It Probably Works: Probabilistic algorithms are all around us

amelius · on Dec 12, 2015

Everybody using md5sums (or equivalent) and assuming they don't clash is using probabilistic algorithms.

There is nothing wrong with this if the probability of failing is smaller than the chance of an asteroid landing on your head.

ant6n · on Dec 12, 2015

... And if the impact of failure is less than an asteroid landing on your head.

michaelcampbell · on Dec 12, 2015

Landing, however unlikely, is probably ok.

Impacting (more, but still unlikely), is probably not.

marvy · on Dec 12, 2015

nice one!

chucksmash · on Dec 12, 2015

I wonder how many people using UUIDs still write a conditional to verify uniqueness against the previously generated ones.

Edit: not implying there aren't perfectly good reasons to make the check that are unrelated to the probabilities of a collision in the ideal case. Just an idle musing.

comex · on Dec 12, 2015

And, of course, considering the weakness of MD5, assuming no untrusted party had an opportunity to manipulate the messages (unless a collision couldn't possibly benefit them).

Kapura · on Dec 12, 2015

Fantastic article. Probabilistic algorithm design is fascinating to me because it's all about making sure that the system behaves as expected, rather than every individual operation being perfect. Implementing most random algorithms in practise strongly reminds me of studies of populations & behaviours of organic life (which is much better than the rube goldberg/spaghetti factories which sometimes arise as "solutions" to complex problems).

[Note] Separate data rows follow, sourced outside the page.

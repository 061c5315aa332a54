//! Memory manager for the CPU backend
//!
//! Device buffers are plain heap allocations keyed by handle id.

use crate::backend::BufferHandle;
use crate::error::{BackendError, Result};
use std::collections::HashMap;

/// Memory manager for the CPU backend
pub struct MemoryManager {
    /// Buffer storage
    buffers: HashMap<u64, Vec<u8>>,

    /// Next buffer handle ID
    next_buffer_id: u64,
}

impl MemoryManager {
    /// Create a new memory manager
    pub fn new() -> Self {
        Self {
            buffers: HashMap::new(),
            // Start at 1 so handle 0 is never valid
            next_buffer_id: 1,
        }
    }

    pub fn allocate_buffer(&mut self, size: usize) -> Result<BufferHandle> {
        let id = self.next_buffer_id;
        self.next_buffer_id += 1;
        self.buffers.insert(id, vec![0u8; size]);
        tracing::trace!(handle = id, bytes = size, "buffer_allocated");
        Ok(BufferHandle::new(id))
    }

    pub fn free_buffer(&mut self, handle: BufferHandle) -> Result<()> {
        self.buffers
            .remove(&handle.id())
            .map(|_| ())
            .ok_or(BackendError::InvalidBufferHandle(handle.id()))
    }

    pub fn resize_buffer(&mut self, handle: BufferHandle, size: usize) -> Result<()> {
        self.buffer_mut(handle)?.resize(size, 0);
        Ok(())
    }

    pub fn copy_to_buffer(&mut self, handle: BufferHandle, data: &[u8]) -> Result<()> {
        let buffer = self.buffer_mut(handle)?;
        if data.len() > buffer.len() {
            return Err(BackendError::BufferOutOfBounds {
                size: data.len(),
                buffer_size: buffer.len(),
            });
        }
        buffer[..data.len()].copy_from_slice(data);
        Ok(())
    }

    pub fn copy_from_buffer(&self, handle: BufferHandle, data: &mut [u8]) -> Result<()> {
        let buffer = self.buffer(handle)?;
        if data.len() > buffer.len() {
            return Err(BackendError::BufferOutOfBounds {
                size: data.len(),
                buffer_size: buffer.len(),
            });
        }
        data.copy_from_slice(&buffer[..data.len()]);
        Ok(())
    }

    pub fn buffer_size(&self, handle: BufferHandle) -> Result<usize> {
        self.buffer(handle).map(|buffer| buffer.len())
    }

    /// Borrow a buffer's contents
    pub fn buffer(&self, handle: BufferHandle) -> Result<&[u8]> {
        self.buffers
            .get(&handle.id())
            .map(Vec::as_slice)
            .ok_or(BackendError::InvalidBufferHandle(handle.id()))
    }

    fn buffer_mut(&mut self, handle: BufferHandle) -> Result<&mut Vec<u8>> {
        self.buffers
            .get_mut(&handle.id())
            .ok_or(BackendError::InvalidBufferHandle(handle.id()))
    }

    /// Replace a buffer's contents (and size) wholesale
    pub fn replace_buffer(&mut self, handle: BufferHandle, contents: Vec<u8>) -> Result<()> {
        *self.buffer_mut(handle)? = contents;
        Ok(())
    }

    pub fn buffer_count(&self) -> usize {
        self.buffers.len()
    }

    /// Total bytes held by live buffers
    pub fn total_bytes(&self) -> usize {
        self.buffers.values().map(Vec::len).sum()
    }
}

impl Default for MemoryManager {
    fn default() -> Self {
        Self::new()
    }
}

#[cfg(test)]
mod tests {
    use super::*;

    #[test]
    fn test_allocate_and_free() {
        let mut memory = MemoryManager::new();
        let handle = memory.allocate_buffer(16).unwrap();
        assert_eq!(handle.id(), 1);
        assert_eq!(memory.buffer_size(handle).unwrap(), 16);
        assert_eq!(memory.total_bytes(), 16);

        memory.free_buffer(handle).unwrap();
        assert_eq!(memory.buffer_count(), 0);
        assert!(matches!(
            memory.free_buffer(handle),
            Err(BackendError::InvalidBufferHandle(1))
        ));
    }

    #[test]
    fn test_copy_bounds() {
        let mut memory = MemoryManager::new();
        let handle = memory.allocate_buffer(4).unwrap();

        memory.copy_to_buffer(handle, &[1, 2, 3, 4]).unwrap();
        let err = memory.copy_to_buffer(handle, &[0; 8]).unwrap_err();
        assert!(matches!(err, BackendError::BufferOutOfBounds { size: 8, buffer_size: 4 }));

        let mut out = [0u8; 2];
        memory.copy_from_buffer(handle, &mut out).unwrap();
        assert_eq!(out, [1, 2]);
    }

    #[test]
    fn test_resize_and_replace() {
        let mut memory = MemoryManager::new();
        let handle = memory.allocate_buffer(2).unwrap();
        memory.copy_to_buffer(handle, &[7, 7]).unwrap();

        memory.resize_buffer(handle, 4).unwrap();
        assert_eq!(memory.buffer(handle).unwrap(), &[7, 7, 0, 0]);

        memory.replace_buffer(handle, vec![9; 12]).unwrap();
        assert_eq!(memory.buffer_size(handle).unwrap(), 12);
    }

    #[test]
    fn test_handles_are_never_reused() {
        let mut memory = MemoryManager::new();
        let first = memory.allocate_buffer(1).unwrap();
        memory.free_buffer(first).unwrap();
        let second = memory.allocate_buffer(1).unwrap();
        assert_ne!(first, second);
        assert!(memory.buffer(first).is_err());
    }
}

Another interesting related field is Dave Ackley's Robustness-First Computing model[1], which operates with every atomic computational cell having some elements of randomness built in.

[1] https://www.youtube.com/watch?v=helScS3coAE

mdxn · on Dec 12, 2015

For those who are interested, Berkeley has publicly available lecture notes for their Randomness & Computation course. They go over some randomized algorithms as well as the mathematical tools necessary to analyze them. Just a heads up, the content is fairly theoretical.

http://www.cs.berkeley.edu/~sinclair/cs271/f11.html

calebm · on Dec 12, 2015

Good example of a probabilistic algorithm/data structure: https://en.wikipedia.org/wiki/Skip_list

dubroff · on Dec 12, 2015

Could someone explain or point me to a resource as to why using multiple buckets in the HyperLogLog algorithm makes it more accurate than a single bucket?

zeeboo · on Dec 13, 2015

I don't have an article but my intuition is that it reduces variance. It smears the probability of getting "unlucky" with the hashes across all of the buckets.